The Tapanuli Orangutans are the third and most endangered species of orangutan. Living in rugged, mountainous terrain in South Tapanuli, Sumatra, it was long thought that this species was the same as their swamp-dwelling cousins found in other areas of Sumatra. But the colony Marina has been studying looked different, and they sounded different too!

They have fuzzier hair and moustaches, and the females are very beardy, more beardy than the females from other areas of Sumatra.

Dr Marina Davila-Ross, Reader in Comparative Psychology

Long-calls and behavioural analysis

Behavioural analysis is an important part of understanding different species of animals. Even if they looked similar to the Bornean and Sumatran varieties of orangutan, the Tapanulis had a distinctive long-distance call that gave the game away. Twenty years ago, Marina was recording and analysing audio from primates, which help her and colleagues to eventually spot the difference.

Orangutans need to be able to identify their species through these calls. The results showed that these vocalisations are genetically grounded, and the populations also showed a pattern that matched what we knew about migration.

Dr Marina Davila-Ross, Reader in Comparative Psychology

Marina had walked and camped in forests at night to gather a range of primate calls on a high-quality Sony Walkman. This audio was later analysed as sonograms which denoted unique pitches and frequencies.

Years later, researchers used a mix of analytical techniques from different disciplines to study the Tapanulis and thanks to Marina’s acoustic data, in 2017, they were declared a distinct species. This was just in time to rescue it from potential extinction.

Protecting an endangered species

Plans had been underway to construct a hydroelectric power plant on the site the 800-strong Tapauli population called home. Once recognised as a highly endangered species, conservation took the front seat. Over a million people signed a petition of objection and authorities moved to protect the Tapanuli environment.

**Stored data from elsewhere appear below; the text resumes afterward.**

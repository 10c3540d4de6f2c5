use std::collections::{BTreeSet, HashMap};

use chrono::{DateTime, Utc};

use super::user::{PresenceRow, User, UserId};

/// Read-through cache of user profiles and their online state.
/// The online set only changes through presence rows from the backend.
#[derive(Debug, Clone, Default)]
pub struct PresenceTracker {
    users: HashMap<UserId, User>,
    online: BTreeSet<UserId>,
}

impl PresenceTracker {
    pub fn set_users(&mut self, users: Vec<User>) {
        self.online = users
            .iter()
            .filter(|user| user.is_online)
            .map(|user| user.id.clone())
            .collect();
        self.users = users
            .into_iter()
            .map(|user| (user.id.clone(), user))
            .collect();
    }

    pub fn remember(&mut self, user: User) {
        if user.is_online {
            self.online.insert(user.id.clone());
        }
        self.users.entry(user.id.clone()).or_insert(user);
    }

    pub fn user(&self, user_id: &str) -> Option<&User> {
        self.users.get(user_id)
    }

    pub fn apply(&mut self, row: &PresenceRow) {
        if row.is_online {
            self.online.insert(row.user_id.clone());
        } else {
            self.online.remove(&row.user_id);
        }

        if let Some(user) = self.users.get_mut(&row.user_id) {
            user.is_online = row.is_online;
            user.last_seen = Some(row.last_seen);
        }
    }

    pub fn is_online(&self, user_id: &str) -> bool {
        self.online.contains(user_id)
    }

    #[cfg(test)]
    pub fn online_users(&self) -> impl Iterator<Item = &UserId> {
        self.online.iter()
    }

    pub fn last_seen(&self, user_id: &str) -> Option<DateTime<Utc>> {
        self.users.get(user_id).and_then(|user| user.last_seen)
    }

    pub fn last_seen_label(&self, user_id: &str, now: DateTime<Utc>) -> String {
        if self.is_online(user_id) {
            return "online".to_owned();
        }

        match self.last_seen(user_id) {
            Some(seen) => format!("last seen {}", relative_age(seen, now)),
            None => "last seen unknown".to_owned(),
        }
    }
}

fn relative_age(then: DateTime<Utc>, now: DateTime<Utc>) -> String {
    let elapsed = now.signed_duration_since(then);
    let minutes = elapsed.num_minutes();

    match minutes {
        i64::MIN..=0 => "just now".to_owned(),
        1 => "1 minute ago".to_owned(),
        2..=59 => format!("{minutes} minutes ago"),
        _ => match elapsed.num_hours() {
            1 => "1 hour ago".to_owned(),
            hours @ 2..=23 => format!("{hours} hours ago"),
            _ => match elapsed.num_days() {
                1 => "1 day ago".to_owned(),
                days => format!("{days} days ago"),
            },
        },
    }
}
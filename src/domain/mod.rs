//! Domain layer: chat entities, caches, and the client-side store.

pub mod channel;
pub mod channel_directory;
pub mod chat_store;
pub mod errors;
pub mod events;
pub mod message;
pub mod message_cache;
pub mod presence;
pub mod shell_state;
pub mod typing;
pub mod user;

We have to protect these orang-utans. Without protection, it has been calculated that within seventy-five years, there will be a decline of over 80%. So it's really important to me to monitor them daily to identify forest areas that are necessary to build forest corridors and to protect more of their habitat.

Dr Marina Davila-Ross, Reader in Comparative Psychology

It’s remarkable to think how close this species came to being wiped out, but thanks to international, cross-disciplinary research between organisations like the University of Portsmouth and its partners, this precious population can live on.

You can listen to Life Solved on all major podcast players, whether via Apple, Spotify, Google Podcasts or other apps. Just search for 'Life Solved' and press the subscribe button.

Episode transcript:

Anna Rose: You're listening to Life Solved from the University of Portsmouth. This is the series where we look at how research is having an impact on our lives in real time and changing our world. In this episode, we'll learn how the sounds or vocalisations a group of animals makes can provide vital data in understanding and identifying different species. What's more, we'll hear how one researchers 20 year old Sony Walkman recordings helped in the identification of a whole new species of great ape. John Worsey interviewed Dr Marina Davila-Ross. Have you ever heard of Pongo Tapanuliensis? It's otherwise known as the Tapanuli Orangutan. It's the third of three species of orangutan and there are only about 800 in the world.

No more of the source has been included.